Jackson grew up in Potsdam, New York. His family moved to Edwardsburgh, Upper Canada, shortly after the War of 1812. Jackson was given his deacon's orders in 1818, at the Genesee conference. He was reassigned to the Long Point circuit in 1819, where he rode alongside William Rundle. Membership in the Episcopal church increased by 7, to 511, on that circuit that year. In 1820, he was reassigned to the Long Point circuit, where he rode alongside William Williams. Although competition in Upper Canada between the Methodist Episcopal Church, of which Jackson was a member, and the Methodist Church of Great Britain led to an overall decrease in membership in the Episcopal church, Long Point saw an increase in membership of one hundred and two people. Egerton Ryerson lived in the Long Point area, and Jackson and Williams cajoled him into giving an exhortation, which went disastrously. In 1821, he was assigned to the Westminster circuit, where he rode alongside George Ferguson.

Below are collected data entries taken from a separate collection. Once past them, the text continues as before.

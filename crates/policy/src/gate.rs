//! Request-time enforcement for one resource type.

use crate::{
    Action, ActionMap, CapabilitySpec, Error, Operation, Registry, Resolver, Result, Subject,
};
use std::sync::Arc;
use tracing::debug;

/// Result of an authorization check.
#[derive(Debug, Clone, PartialEq, Eq)]
pub enum Decision {
    Allow,
    Deny { reason: String },
}

impl Decision {
    pub fn is_allowed(&self) -> bool {
        matches!(self, Decision::Allow)
    }

    fn deny(reason: impl Into<String>) -> Self {
        Decision::Deny {
            reason: reason.into(),
        }
    }
}

/// Enforces a resource's [`ActionMap`] against a shared [`Registry`].
///
/// Checks run in two granularities with the same map entry:
///
/// - pre-fetch, without a target ([`check_action`](Self::check_action)):
///   may the subject attempt the action at all? Object predicates fall back
///   to the subject's coarse grants.
/// - post-fetch, with the concrete target ([`check_object`](Self::check_object)):
///   may the subject perform it on this object?
///
/// Undeclared actions are always denied. The metadata operation is always
/// allowed.
pub struct Gate<U: ?Sized, T: ?Sized, A> {
    resource: String,
    actions: ActionMap<A>,
    resolver: Resolver<U, T>,
}

impl<U, T, A> Gate<U, T, A>
where
    U: Subject + ?Sized + 'static,
    T: ?Sized + 'static,
    A: Action,
{
    /// Create a gate, failing if `actions` names a capability `registry` lacks.
    pub fn new(
        resource: impl Into<String>,
        actions: ActionMap<A>,
        registry: Arc<Registry<U, T>>,
    ) -> Result<Self> {
        if let Some(unknown) = actions.capabilities().find(|name| !registry.contains(name)) {
            return Err(Error::UnknownCapability(unknown.to_string()));
        }

        Ok(Self {
            resource: resource.into(),
            actions,
            resolver: Resolver::new(registry),
        })
    }

    /// Fail unless every implemented action has an entry.
    pub fn require_coverage(&self) -> Result<()> {
        match self.actions.missing().first() {
            Some(action) => Err(Error::UndeclaredAction {
                resource: self.resource.clone(),
                action: action.name(),
            }),
            None => Ok(()),
        }
    }

    pub fn resource(&self) -> &str {
        &self.resource
    }

    pub fn actions(&self) -> &ActionMap<A> {
        &self.actions
    }

    pub fn resolver(&self) -> &Resolver<U, T> {
        &self.resolver
    }

    /// Decide whether `user` may perform `op`, optionally on `target`.
    pub fn decide(&self, op: impl Into<Operation<A>>, user: &U, target: Option<&T>) -> Decision {
        let op = op.into();
        let decision = self.evaluate(op, user, target);

        debug!(
            resource = %self.resource,
            action = op.name(),
            object = target.is_some(),
            allowed = decision.is_allowed(),
            "authorization decision"
        );

        decision
    }

    pub fn authorize(&self, op: impl Into<Operation<A>>, user: &U, target: Option<&T>) -> bool {
        self.decide(op, user, target).is_allowed()
    }

    /// Authorize an action given by name, as a string-routed caller sees it.
    ///
    /// A missing name or one the resource does not implement is denied.
    pub fn authorize_named(&self, action: Option<&str>, user: &U, target: Option<&T>) -> bool {
        self.decide_named(action, user, target).is_allowed()
    }

    pub fn decide_named(&self, action: Option<&str>, user: &U, target: Option<&T>) -> Decision {
        let Some(name) = action else {
            debug!(resource = %self.resource, "request names no action");
            return Decision::deny("no action given");
        };

        match Operation::<A>::parse(name) {
            Some(op) => self.decide(op, user, target),
            None => {
                debug!(resource = %self.resource, action = name, "unknown action");
                Decision::deny(format!("'{}' does not implement action '{name}'", self.resource))
            }
        }
    }

    /// Pre-fetch check: may `user` attempt `op` on some object?
    pub fn check_action(&self, op: impl Into<Operation<A>>, user: &U) -> bool {
        self.authorize(op, user, None)
    }

    /// Post-fetch check: may `user` perform `op` on `target`?
    pub fn check_object(&self, op: impl Into<Operation<A>>, user: &U, target: &T) -> bool {
        self.authorize(op, user, Some(target))
    }

    /// Keep only the items `user` may perform `op` on.
    pub fn filter<'a, I>(
        &'a self,
        op: Operation<A>,
        user: &'a U,
        items: I,
    ) -> impl Iterator<Item = &'a T>
    where
        I: IntoIterator<Item = &'a T>,
    {
        items
            .into_iter()
            .filter(move |item| self.authorize(op, user, Some(*item)))
    }

    fn evaluate(&self, op: Operation<A>, user: &U, target: Option<&T>) -> Decision {
        let action = match op {
            Operation::Metadata => return Decision::Allow,
            Operation::Perform(action) => action,
        };

        let Some(spec) = self.actions.get(action) else {
            return Decision::deny(format!(
                "'{}' declares no capabilities for '{}'",
                self.resource,
                action.name()
            ));
        };

        match spec {
            CapabilitySpec::AllowAny => Decision::Allow,
            CapabilitySpec::DenyAll => Decision::deny(format!("'{}' is disabled", action.name())),
            CapabilitySpec::AllowAuthenticated => self.require_all(&[], user, target),
            CapabilitySpec::RequireAll(capabilities) => {
                self.require_all(capabilities, user, target)
            }
        }
    }

    fn require_all(&self, capabilities: &[String], user: &U, target: Option<&T>) -> Decision {
        if !user.is_authenticated() {
            return Decision::deny("authentication required");
        }

        match capabilities
            .iter()
            .find(|capability| !self.resolver.has_capability(user, capability, target))
        {
            Some(missing) => Decision::deny(format!("missing capability '{missing}'")),
            None => Decision::Allow,
        }
    }
}

#[cfg(test)]
mod tests {
    use super::*;
    use crate::{Predicate, is_authenticated, or};

    struct Person {
        id: u32,
        logged_in: bool,
    }

    impl Subject for Person {
        fn is_authenticated(&self) -> bool {
            self.logged_in
        }
    }

    struct Party {
        hosts: Vec<u32>,
        guests: Vec<u32>,
    }

    #[derive(Debug, Clone, Copy, PartialEq, Eq, Hash)]
    enum PartyAction {
        Create,
        Retrieve,
        List,
        Update,
        Destroy,
        Attend,
        Invite,
    }

    impl Action for PartyAction {
        const ALL: &'static [Self] = &[
            Self::Create,
            Self::Retrieve,
            Self::List,
            Self::Update,
            Self::Destroy,
            Self::Attend,
            Self::Invite,
        ];

        fn name(self) -> &'static str {
            match self {
                Self::Create => "create",
                Self::Retrieve => "retrieve",
                Self::List => "list",
                Self::Update => "update",
                Self::Destroy => "destroy",
                Self::Attend => "attend",
                Self::Invite => "invite",
            }
        }
    }

    fn is_host() -> Predicate<Person, Party> {
        Predicate::object("is_host", |p: &Person, party: &Party| {
            party.hosts.contains(&p.id)
        })
    }

    fn is_guest() -> Predicate<Person, Party> {
        Predicate::object("is_guest", |p: &Person, party: &Party| {
            party.guests.contains(&p.id)
        })
    }

    fn registry() -> Arc<Registry<Person, Party>> {
        Arc::new(
            Registry::builder()
                .register("change_party", Some(is_host()))
                .unwrap()
                .register("attend_party", Some(or(is_guest(), is_host())))
                .unwrap()
                .register("be_guest", Some(is_guest()))
                .unwrap()
                .register("wear_badge", Some(is_authenticated()))
                .unwrap()
                .register("anyone_logged_in", None)
                .unwrap()
                .build(),
        )
    }

    fn gate() -> Gate<Person, Party, PartyAction> {
        let actions = ActionMap::new()
            .with(PartyAction::Create, CapabilitySpec::AllowAuthenticated)
            .with(PartyAction::Retrieve, CapabilitySpec::AllowAny)
            .with(PartyAction::List, CapabilitySpec::RequireAll(vec![]))
            .with(
                PartyAction::Update,
                CapabilitySpec::require(["change_party"]),
            )
            .with(PartyAction::Destroy, CapabilitySpec::DenyAll)
            .with(
                PartyAction::Attend,
                CapabilitySpec::require(["attend_party", "wear_badge"]),
            );
        Gate::new("party", actions, registry()).unwrap()
    }

    fn person(id: u32) -> Person {
        Person {
            id,
            logged_in: true,
        }
    }

    fn anonymous() -> Person {
        Person {
            id: 0,
            logged_in: false,
        }
    }

    fn party() -> Party {
        Party {
            hosts: vec![1],
            guests: vec![2],
        }
    }

    #[test]
    fn test_undeclared_action_is_denied_for_everyone() {
        let gate = gate();
        let party = party();

        assert!(!gate.authorize(PartyAction::Invite, &person(1), Some(&party)));
        assert!(!gate.authorize(PartyAction::Invite, &person(1), None));
        assert!(!gate.authorize(PartyAction::Invite, &anonymous(), None));
    }

    #[test]
    fn test_allow_any_admits_anonymous() {
        let gate = gate();
        assert!(gate.authorize(PartyAction::Retrieve, &anonymous(), None));
        assert!(gate.authorize(PartyAction::Retrieve, &anonymous(), Some(&party())));
    }

    #[test]
    fn test_deny_all_overrides_ownership() {
        let gate = gate();
        assert!(!gate.authorize(PartyAction::Destroy, &person(1), Some(&party())));
    }

    #[test]
    fn test_empty_list_means_authenticated() {
        let gate = gate();

        assert!(gate.authorize(PartyAction::List, &person(5), None));
        assert!(!gate.authorize(PartyAction::List, &anonymous(), None));
        assert!(gate.authorize(PartyAction::Create, &person(5), None));
        assert!(!gate.authorize(PartyAction::Create, &anonymous(), None));
    }

    #[test]
    fn test_all_capabilities_must_hold() {
        let gate = gate();
        let party = party();

        assert!(gate.authorize(PartyAction::Attend, &person(2), Some(&party)));
        assert!(gate.authorize(PartyAction::Attend, &person(1), Some(&party)));
        assert!(!gate.authorize(PartyAction::Attend, &person(3), Some(&party)));

        let stranger = Person {
            id: 2,
            logged_in: false,
        };
        assert!(!gate.authorize(PartyAction::Attend, &stranger, Some(&party)));
    }

    #[test]
    fn test_later_capability_failing_denies() {
        let actions = ActionMap::new().with(
            PartyAction::Attend,
            CapabilitySpec::require(["attend_party", "be_guest"]),
        );
        let gate = Gate::new("party", actions, registry()).unwrap();
        let party = party();

        assert!(gate.authorize(PartyAction::Attend, &person(2), Some(&party)));
        assert_eq!(
            gate.decide(PartyAction::Attend, &person(1), Some(&party)),
            Decision::Deny {
                reason: "missing capability 'be_guest'".into()
            }
        );
    }

    #[test]
    fn test_object_check_on_owner() {
        let gate = gate();
        let party = party();

        assert!(gate.check_object(PartyAction::Update, &person(1), &party));
        assert!(!gate.check_object(PartyAction::Update, &person(2), &party));
    }

    #[test]
    fn test_prefetch_may_allow_what_postfetch_denies() {
        let gate = gate();
        let party = party();

        assert!(gate.check_action(PartyAction::Update, &person(2)));
        assert!(!gate.check_object(PartyAction::Update, &person(2), &party));
    }

    #[test]
    fn test_metadata_always_allowed() {
        let gate = gate();
        assert!(gate.authorize(Operation::<PartyAction>::Metadata, &anonymous(), None));
        assert!(gate.authorize_named(Some("metadata"), &anonymous(), None));

        let empty: Gate<Person, Party, PartyAction> =
            Gate::new("party", ActionMap::new(), registry()).unwrap();
        assert!(empty.authorize(Operation::<PartyAction>::Metadata, &anonymous(), None));
    }

    #[test]
    fn test_named_actions() {
        let gate = gate();

        assert!(gate.authorize_named(Some("retrieve"), &anonymous(), None));
        assert!(!gate.authorize_named(Some("explode"), &person(1), None));
        assert!(!gate.authorize_named(None, &person(1), None));
    }

    #[test]
    fn test_decision_reasons() {
        let gate = gate();

        assert_eq!(
            gate.decide(PartyAction::Update, &anonymous(), None),
            Decision::Deny {
                reason: "authentication required".into()
            }
        );
        assert_eq!(
            gate.decide(PartyAction::Update, &person(2), Some(&party())),
            Decision::Deny {
                reason: "missing capability 'change_party'".into()
            }
        );
    }

    #[test]
    fn test_decisions_are_repeatable() {
        let gate = gate();
        let party = party();

        for id in 0..4 {
            let first = gate.authorize(PartyAction::Attend, &person(id), Some(&party));
            for _ in 0..5 {
                assert_eq!(
                    gate.authorize(PartyAction::Attend, &person(id), Some(&party)),
                    first
                );
            }
        }
    }

    #[test]
    fn test_filter_keeps_permitted_rows() {
        let gate = gate();
        let parties = vec![
            Party {
                hosts: vec![1],
                guests: vec![],
            },
            Party {
                hosts: vec![2],
                guests: vec![],
            },
            Party {
                hosts: vec![1, 2],
                guests: vec![],
            },
        ];
        let user = person(1);

        let visible: Vec<_> = gate
            .filter(PartyAction::Update.into(), &user, &parties)
            .collect();
        assert_eq!(visible.len(), 2);
    }

    #[test]
    fn test_new_rejects_unregistered_capability() {
        let actions = ActionMap::new().with(PartyAction::Update, CapabilitySpec::require(["nope"]));
        let result = Gate::new("party", actions, registry());
        assert!(matches!(result, Err(Error::UnknownCapability(name)) if name == "nope"));
    }

    #[test]
    fn test_require_coverage() {
        let gate = gate();
        assert!(matches!(
            gate.require_coverage(),
            Err(Error::UndeclaredAction { action: "invite", .. })
        ));
    }
}
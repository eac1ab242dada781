//! Identifier newtypes.

use serde::{Deserialize, Serialize};
use std::fmt;
use std::str::FromStr;
use uuid::Uuid;

macro_rules! define_id {
    ($(#[$meta:meta])* $name:ident) => {
        $(#[$meta])*
        #[derive(Debug, Clone, Copy, PartialEq, Eq, Hash, PartialOrd, Ord, Serialize, Deserialize)]
        #[serde(transparent)]
        pub struct $name(pub Uuid);

        impl $name {
            pub fn new() -> Self {
                Self(Uuid::new_v4())
            }
        }

        impl Default for $name {
            fn default() -> Self {
                Self::new()
            }
        }

        impl fmt::Display for $name {
            fn fmt(&self, f: &mut fmt::Formatter<'_>) -> fmt::Result {
                write!(f, "{}", self.0)
            }
        }

        impl FromStr for $name {
            type Err = uuid::Error;

            fn from_str(s: &str) -> Result<Self, Self::Err> {
                s.parse().map(Self)
            }
        }
    };
}

define_id!(
    /// A unique identifier for a user account.
    UserId
);
define_id!(EventId);
define_id!(ActivityId);
define_id!(TrackId);
define_id!(SubmissionId);
define_id!(ReviewId);
define_id!(EventRegistrationId);
define_id!(ActivityRegistrationId);

impl UserId {
    /// The id carried by anonymous users. Never assigned to an account.
    pub const fn anonymous() -> Self {
        Self(Uuid::nil())
    }
}
//! Object-level authorization engine.
//!
//! Core principle: **every action names the capabilities it needs, and every
//! capability is a predicate over the acting subject and the target object.**
//!
//! # Overview
//!
//! - [`Predicate`]: a named, pure `(subject, target) -> bool` test, either
//!   [`Scope::Global`] or [`Scope::Object`]. Compose with [`and`], [`or`] and
//!   [`not`].
//! - [`Registry`]: the capability name → predicate table, built once at
//!   startup through [`RegistryBuilder`] and read-only afterwards.
//! - [`Resolver`]: checks one capability for a subject, against a target
//!   when one is known and against the subject's coarse grants otherwise.
//! - [`ActionMap`]: per-resource declaration of what each [`Action`]
//!   requires ([`CapabilitySpec`]).
//! - [`Gate`]: the enforcement point combining an action map with a resolver.
//!
//! # Example
//!
//! ```
//! use policy::{Action, ActionMap, CapabilitySpec, Gate, Predicate, Registry, Subject};
//! use std::sync::Arc;
//!
//! struct Member { id: u32 }
//! impl Subject for Member {
//!     fn is_authenticated(&self) -> bool { true }
//! }
//!
//! struct Board { owner: u32 }
//!
//! #[derive(Debug, Clone, Copy, PartialEq, Eq, Hash)]
//! enum BoardAction { Update }
//! impl Action for BoardAction {
//!     const ALL: &'static [Self] = &[Self::Update];
//!     fn name(self) -> &'static str { "update" }
//! }
//!
//! let registry = Registry::builder()
//!     .register(
//!         "change_board",
//!         Some(Predicate::object("is_owner", |m: &Member, b: &Board| m.id == b.owner)),
//!     )?
//!     .build();
//!
//! let actions = ActionMap::new()
//!     .with(BoardAction::Update, CapabilitySpec::require(["change_board"]));
//! let gate = Gate::new("board", actions, Arc::new(registry))?;
//!
//! let board = Board { owner: 1 };
//! assert!(gate.check_object(BoardAction::Update, &Member { id: 1 }, &board));
//! assert!(!gate.check_object(BoardAction::Update, &Member { id: 2 }, &board));
//! # Ok::<(), policy::Error>(())
//! ```

mod action;
mod combinator;
mod error;
mod gate;
mod predicate;
mod registry;
mod resolver;
mod subject;

pub use action::{Action, ActionMap, CapabilitySpec, METADATA, Operation};
pub use combinator::{and, not, or};
pub use error::{Error, Result};
pub use gate::{Decision, Gate};
pub use predicate::{Predicate, Scope, granted, is_authenticated};
pub use registry::{Registry, RegistryBuilder};
pub use resolver::Resolver;
pub use subject::Subject;
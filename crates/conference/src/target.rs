//! Objects under authorization, and how to walk from them to related records.

use crate::directory::{Directory, DirectoryResult};
use crate::ids::{ActivityId, EventId, SubmissionId, UserId};
use crate::model::{
    Activity, ActivityRegistration, Event, EventRegistration, Review, Submission, Track,
};
use std::fmt;
use std::sync::Arc;

/// A fetched domain object.
#[derive(Debug, Clone, PartialEq, Eq)]
pub enum Object {
    Event(Event),
    Activity(Activity),
    Track(Track),
    Submission(Submission),
    Review(Review),
    EventRegistration(EventRegistration),
    ActivityRegistration(ActivityRegistration),
    /// Another user account, for self-service actions.
    User(UserId),
}

impl Object {
    pub fn kind(&self) -> &'static str {
        match self {
            Object::Event(_) => "event",
            Object::Activity(_) => "activity",
            Object::Track(_) => "track",
            Object::Submission(_) => "submission",
            Object::Review(_) => "review",
            Object::EventRegistration(_) => "event_registration",
            Object::ActivityRegistration(_) => "activity_registration",
            Object::User(_) => "user",
        }
    }
}

macro_rules! impl_from_record {
    ($($record:ident),+) => {
        $(
            impl From<$record> for Object {
                fn from(record: $record) -> Self {
                    Object::$record(record)
                }
            }
        )+
    };
}

impl_from_record!(
    Event,
    Activity,
    Track,
    Submission,
    Review,
    EventRegistration,
    ActivityRegistration
);

impl From<UserId> for Object {
    fn from(id: UserId) -> Self {
        Object::User(id)
    }
}

/// An object together with the directory used to resolve its relationships.
///
/// Predicates receive a `Target` so they can navigate from the object to the
/// record they actually test (for example from a registration to its event)
/// without holding a store of their own.
#[derive(Clone)]
pub struct Target {
    object: Object,
    directory: Arc<dyn Directory>,
}

impl Target {
    pub fn new(object: impl Into<Object>, directory: Arc<dyn Directory>) -> Self {
        Self {
            object: object.into(),
            directory,
        }
    }

    pub fn object(&self) -> &Object {
        &self.object
    }

    pub fn directory(&self) -> &dyn Directory {
        self.directory.as_ref()
    }

    /// The event the object belongs to.
    ///
    /// - event: itself
    /// - activity, track, event registration: their `event_id`
    /// - submission: through its track
    /// - review: through its submission, then the submission's track
    /// - activity registration: through its activity
    /// - user: none
    ///
    /// A dangling reference on the way resolves to `None`.
    pub fn event_id(&self) -> DirectoryResult<Option<EventId>> {
        match &self.object {
            Object::Event(event) => Ok(Some(event.id)),
            Object::Activity(activity) => Ok(Some(activity.event_id)),
            Object::Track(track) => Ok(Some(track.event_id)),
            Object::EventRegistration(registration) => Ok(Some(registration.event_id)),
            Object::Submission(submission) => self.event_of_submission(submission.id),
            Object::Review(review) => self.event_of_submission(review.submission_id),
            Object::ActivityRegistration(registration) => Ok(self
                .directory
                .activity(registration.activity_id)?
                .map(|activity| activity.event_id)),
            Object::User(_) => Ok(None),
        }
    }

    /// The activity the object is, or is a registration to.
    pub fn activity_id(&self) -> Option<ActivityId> {
        match &self.object {
            Object::Activity(activity) => Some(activity.id),
            Object::ActivityRegistration(registration) => Some(registration.activity_id),
            _ => None,
        }
    }

    /// The submission itself. Other objects do not resolve to a submission.
    pub fn submission_id(&self) -> Option<SubmissionId> {
        match &self.object {
            Object::Submission(submission) => Some(submission.id),
            _ => None,
        }
    }

    /// The user a registration belongs to.
    ///
    /// - event registration: its `user_id`
    /// - activity registration: through its event registration
    /// - anything else: none
    pub fn registrant(&self) -> DirectoryResult<Option<UserId>> {
        match &self.object {
            Object::EventRegistration(registration) => Ok(Some(registration.user_id)),
            Object::ActivityRegistration(registration) => Ok(self
                .directory
                .event_registration(registration.event_registration_id)?
                .map(|registration| registration.user_id)),
            _ => Ok(None),
        }
    }

    fn event_of_submission(&self, id: SubmissionId) -> DirectoryResult<Option<EventId>> {
        let Some(submission) = self.directory.submission(id)? else {
            return Ok(None);
        };
        Ok(self
            .directory
            .track(submission.track_id)?
            .map(|track| track.event_id))
    }
}

impl fmt::Debug for Target {
    fn fmt(&self, f: &mut fmt::Formatter<'_>) -> fmt::Result {
        f.debug_tuple("Target").field(&self.object).finish()
    }
}
//! Turning denials into caller-visible outcomes.

use crate::user::User;
use policy::{Decision, Subject};
use thiserror::Error;

/// Why a request was refused.
#[derive(Debug, Clone, PartialEq, Eq, Error)]
pub enum AccessError {
    /// The caller is anonymous; logging in may help.
    #[error("authentication required")]
    Unauthenticated,

    /// The caller is known but lacks permission.
    #[error("forbidden: {resource}.{action}: {reason}")]
    Forbidden {
        resource: String,
        action: String,
        reason: String,
    },
}

impl AccessError {
    /// The matching HTTP status code.
    pub fn status(&self) -> u16 {
        match self {
            AccessError::Unauthenticated => 401,
            AccessError::Forbidden { .. } => 403,
        }
    }
}

/// Pass an allowed decision through; map a denial to 401 or 403 depending on
/// whether `user` is authenticated.
pub fn enforce(
    decision: Decision,
    user: &User,
    resource: &str,
    action: &str,
) -> Result<(), AccessError> {
    match decision {
        Decision::Allow => Ok(()),
        Decision::Deny { .. } if !user.is_authenticated() => Err(AccessError::Unauthenticated),
        Decision::Deny { reason } => Err(AccessError::Forbidden {
            resource: resource.to_string(),
            action: action.to_string(),
            reason,
        }),
    }
}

The pair oversaw an increase in church membership of twenty-six. In 1822, he was assigned to the Thames circuit, where he rode alongside William Griffis. The pair oversaw an increase in church membership of thirty four people.

At the 1822 Genesee conference, a motion was presented to expel Jackson from the Methodist church. Although it failed to carry, a motion suspending his ordination.

Jackson was one of the chief organizers of the Canadian Wesleyan Methodist Church. At its peak the church had 7000 members. The church eventually merged into the Methodist Church of Canada in 1874.